HealthcareInfoSecurity reports that a recent incident at a Canadian hospital involving a vendor's former employee who allegedly stole patient records in an attempt to extort money after being laid off illustrates the complex insider threats organizations face. In the article “Inside Job: Former Worker Allegedly Holds Records for Ransom,” the publication turned to privacy, cybersecurity and data strategy counsel Jason G. Weiss for his thoughts on the matter.
Weiss told the publication that data compromises involving insiders are an ongoing problem across all industries.
"In just the last year, it is estimated that almost 70% of cyberattacks against businesses have had an insider component, and these insider cyber incident attacks have risen by almost 50% in the last year," Weiss noted.
Weiss added, "While most businesses are rightfully concerned about external cyberthreat actors, they must not take their eye off the fact that the greatest threat from cyberattacks and loss of data actually lies from within the company itself in many cases."

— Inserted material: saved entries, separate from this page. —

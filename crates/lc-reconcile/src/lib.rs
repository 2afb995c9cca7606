//! lc-reconcile
//!
//! Gold/silver layer reconciliation.
//!
//! - [`compare`]: pure comparison rules turning observed scalars into a
//!   [`Verdict`].
//! - [`engine`]: drives the query executor and notifier through one run.
//! - [`invoke`]: entry point returning `{"status": "PASS" | "FAIL", ...}`.
//!
//! A data mismatch is a verdict, never an error. Only infrastructure faults
//! (rejected submissions, FAILED/CANCELLED queries, timeouts, unreadable
//! results) surface as `Err`.

pub mod compare;
pub mod engine;
pub mod invoke;
mod types;

pub use compare::{evaluate, round_to, Observation};
pub use engine::{EngineSettings, ReconciliationEngine};
pub use invoke::{handle, InvocationContext};
pub use types::*;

Weiss noted that the incident involving the Canadian hospital "has all the appearances of a classic 'insider' attack and, in reality, these are very hard to prevent and secure against when the employee is 'trusted' and behind the company's IT security apparatus."

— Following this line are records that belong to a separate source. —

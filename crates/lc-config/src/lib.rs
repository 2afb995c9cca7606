//! lc-config
//!
//! Layered YAML configuration for validation runs.
//!
//! - Docs are merged in order (base -> env -> overrides), later docs win.
//! - The merged document is hashed so every run can log exactly which
//!   configuration it executed against.
//! - Literal secrets are refused; config stores env var NAMES only
//!   (see [`secrets`]).
//! - [`report_unused_keys`] flags leaves nothing reads.
//!
//! The typed view consumed by the engine lives in [`validation`].

pub mod secrets;
pub mod validation;

use anyhow::{bail, Context, Result};
use serde::{Deserialize, Serialize};
use serde_json::Value;
use sha2::{Digest, Sha256};
use std::collections::BTreeSet;
use std::fs;

pub use validation::{CheckDef, CheckRule, ValidationConfig};

/// Leading text of credentials that must never sit in a config file. Query
/// tokens and webhook URLs belong in env vars named under `keys_env` /
/// `webhook_env` instead.
const SECRET_PREFIXES: &[&str] = &[
    "AKIA",
    "ASIA",
    "-----BEGIN",
    "https://hooks.slack.com/services/",
    "xoxb-",
    "xoxp-",
    "ghp_",
    "glpat-",
    "sk_live",
    "sk-",
];

/// JSON-pointer prefixes read by [`ValidationConfig::from_config_json`] and
/// [`secrets::resolve_secrets`].
///
/// Keep this in sync with the readers. A leaf under none of these prefixes is
/// reported as unused.
pub const CONSUMED_POINTERS: &[&str] = &[
    "/engine/dataset",
    "/engine/output_location",
    "/engine/base_url",
    "/engine/keys_env/api_token",
    "/polling/interval_ms",
    "/polling/timeout_ms",
    "/alerts/topic",
    "/alerts/subject",
    "/alerts/webhook_env",
    "/checks",
];

/// How many unused pointers a `Fail` error lists before truncating.
const UNUSED_PREVIEW: usize = 12;

#[derive(Debug, Clone, Copy, PartialEq, Eq)]
pub enum UnusedKeyPolicy {
    Warn,
    Fail,
}

impl UnusedKeyPolicy {
    pub fn parse(s: &str) -> Result<Self> {
        match s.trim().to_ascii_lowercase().as_str() {
            "warn" => Ok(UnusedKeyPolicy::Warn),
            "fail" => Ok(UnusedKeyPolicy::Fail),
            other => bail!("invalid unused-key policy '{other}'. expected: warn | fail"),
        }
    }
}

#[derive(Debug, Clone, Default, Serialize, Deserialize)]
pub struct UnusedKeyReport {
    /// Sorted leaf pointers no reader consumes.
    pub unused_leaf_pointers: Vec<String>,
}

impl UnusedKeyReport {
    pub fn is_clean(&self) -> bool {
        self.unused_leaf_pointers.is_empty()
    }
}

/// Leaves of `config_json` that no reader consumes. Under `Fail` a non-empty
/// result is an error (`CONFIG_UNUSED_KEYS`).
pub fn report_unused_keys(config_json: &Value, policy: UnusedKeyPolicy) -> Result<UnusedKeyReport> {
    let unused: BTreeSet<String> = leaves(config_json)
        .into_iter()
        .map(|(ptr, _)| ptr)
        .filter(|ptr| !is_consumed(ptr))
        .collect();
    let report = UnusedKeyReport {
        unused_leaf_pointers: unused.into_iter().collect(),
    };

    if policy == UnusedKeyPolicy::Fail && !report.is_clean() {
        let shown: Vec<&str> = report
            .unused_leaf_pointers
            .iter()
            .take(UNUSED_PREVIEW)
            .map(String::as_str)
            .collect();
        bail!(
            "CONFIG_UNUSED_KEYS: {} unused key(s); remove them or add a reader: {}",
            report.unused_leaf_pointers.len(),
            shown.join(", ")
        );
    }
    Ok(report)
}

/// `/checks` consumes `/checks` and `/checks/0/label`, not `/checksum`.
fn is_consumed(leaf: &str) -> bool {
    CONSUMED_POINTERS.iter().any(|p| {
        leaf.strip_prefix(p)
            .is_some_and(|rest| rest.is_empty() || rest.starts_with('/'))
    })
}

/// Every scalar leaf with its RFC 6901 pointer. A scalar root is `"/"`.
fn leaves(root: &Value) -> Vec<(String, &Value)> {
    let mut out = Vec::new();
    let mut stack = vec![(String::new(), root)];
    while let Some((ptr, v)) = stack.pop() {
        match v {
            Value::Object(map) => {
                for (k, child) in map {
                    let token = k.replace('~', "~0").replace('/', "~1");
                    stack.push((format!("{ptr}/{token}"), child));
                }
            }
            Value::Array(items) => {
                for (i, child) in items.iter().enumerate() {
                    stack.push((format!("{ptr}/{i}"), child));
                }
            }
            leaf if ptr.is_empty() => out.push(("/".to_string(), leaf)),
            leaf => out.push((ptr, leaf)),
        }
    }
    out
}

#[derive(Debug, Clone)]
pub struct LoadedConfig {
    pub config_hash: String,
    pub canonical_json: String,
    pub config_json: Value,
}

pub fn load_layered_yaml(paths: &[&str]) -> Result<LoadedConfig> {
    let mut docs: Vec<String> = Vec::new();
    for p in paths {
        let raw =
            fs::read_to_string(p).with_context(|| format!("failed to read yaml path: {p}"))?;
        docs.push(raw);
    }

    let doc_refs: Vec<&str> = docs.iter().map(|s| s.as_str()).collect();
    load_layered_yaml_from_strings(&doc_refs)
}

pub fn load_layered_yaml_from_strings(yaml_docs: &[&str]) -> Result<LoadedConfig> {
    let mut merged = serde_json::json!({});
    for raw in yaml_docs {
        let v_yaml: serde_yaml::Value = serde_yaml::from_str(raw).context("invalid yaml")?;
        let v_json = serde_json::to_value(v_yaml).context("yaml->json conversion failed")?;
        merged = deep_merge(merged, v_json);
    }

    enforce_no_secret_literals(&merged)?;

    let canonical_json = canonicalize_json(&merged)?;
    let config_hash = sha256_hex(canonical_json.as_bytes());
    Ok(LoadedConfig {
        config_hash,
        canonical_json,
        config_json: merged,
    })
}

/// Objects merge key by key; anything else (scalars, arrays such as
/// `checks`) is replaced wholesale by the later layer.
fn deep_merge(a: Value, b: Value) -> Value {
    match (a, b) {
        (Value::Object(mut a_map), Value::Object(b_map)) => {
            for (k, b_val) in b_map {
                let a_val = a_map.remove(&k).unwrap_or(Value::Null);
                a_map.insert(k, deep_merge(a_val, b_val));
            }
            Value::Object(a_map)
        }
        (_, b_other) => b_other,
    }
}

fn canonicalize_json(v: &Value) -> Result<String> {
    // serde_json's default Map is BTreeMap-backed, so keys serialize sorted.
    let s = serde_json::to_string(v).context("canonical json serialize failed")?;
    Ok(s)
}

fn sha256_hex(bytes: &[u8]) -> String {
    let mut hasher = Sha256::new();
    hasher.update(bytes);
    hex::encode(hasher.finalize())
}

fn enforce_no_secret_literals(v: &Value) -> Result<()> {
    for (ptr, leaf) in leaves(v) {
        if leaf.as_str().is_some_and(looks_like_secret) {
            bail!("CONFIG_SECRET_DETECTED leaf={ptr} value=REDACTED");
        }
    }
    Ok(())
}

/// Short strings are never flagged; `AKIA` alone is not a key.
fn looks_like_secret(s: &str) -> bool {
    let t = s.trim();
    t.len() >= 8 && SECRET_PREFIXES.iter().any(|p| t.starts_with(p))
}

If an employee needs certain documents to do their work, Weiss says, "it is borderline impossible to know or even prevent an insider from then copying or printing these documents for later nefarious use."
"It is difficult to determine if a terminated employee has kept unauthorized copies of records they would have had access to as an employee, short of actually searching the employee or their home during the termination process," Weiss noted.
While IT teams can "lock out" employees who don't need access to certain information, controlling what authorized individuals do with data is tougher, even when employees sign agreements about permitted use, Weiss added.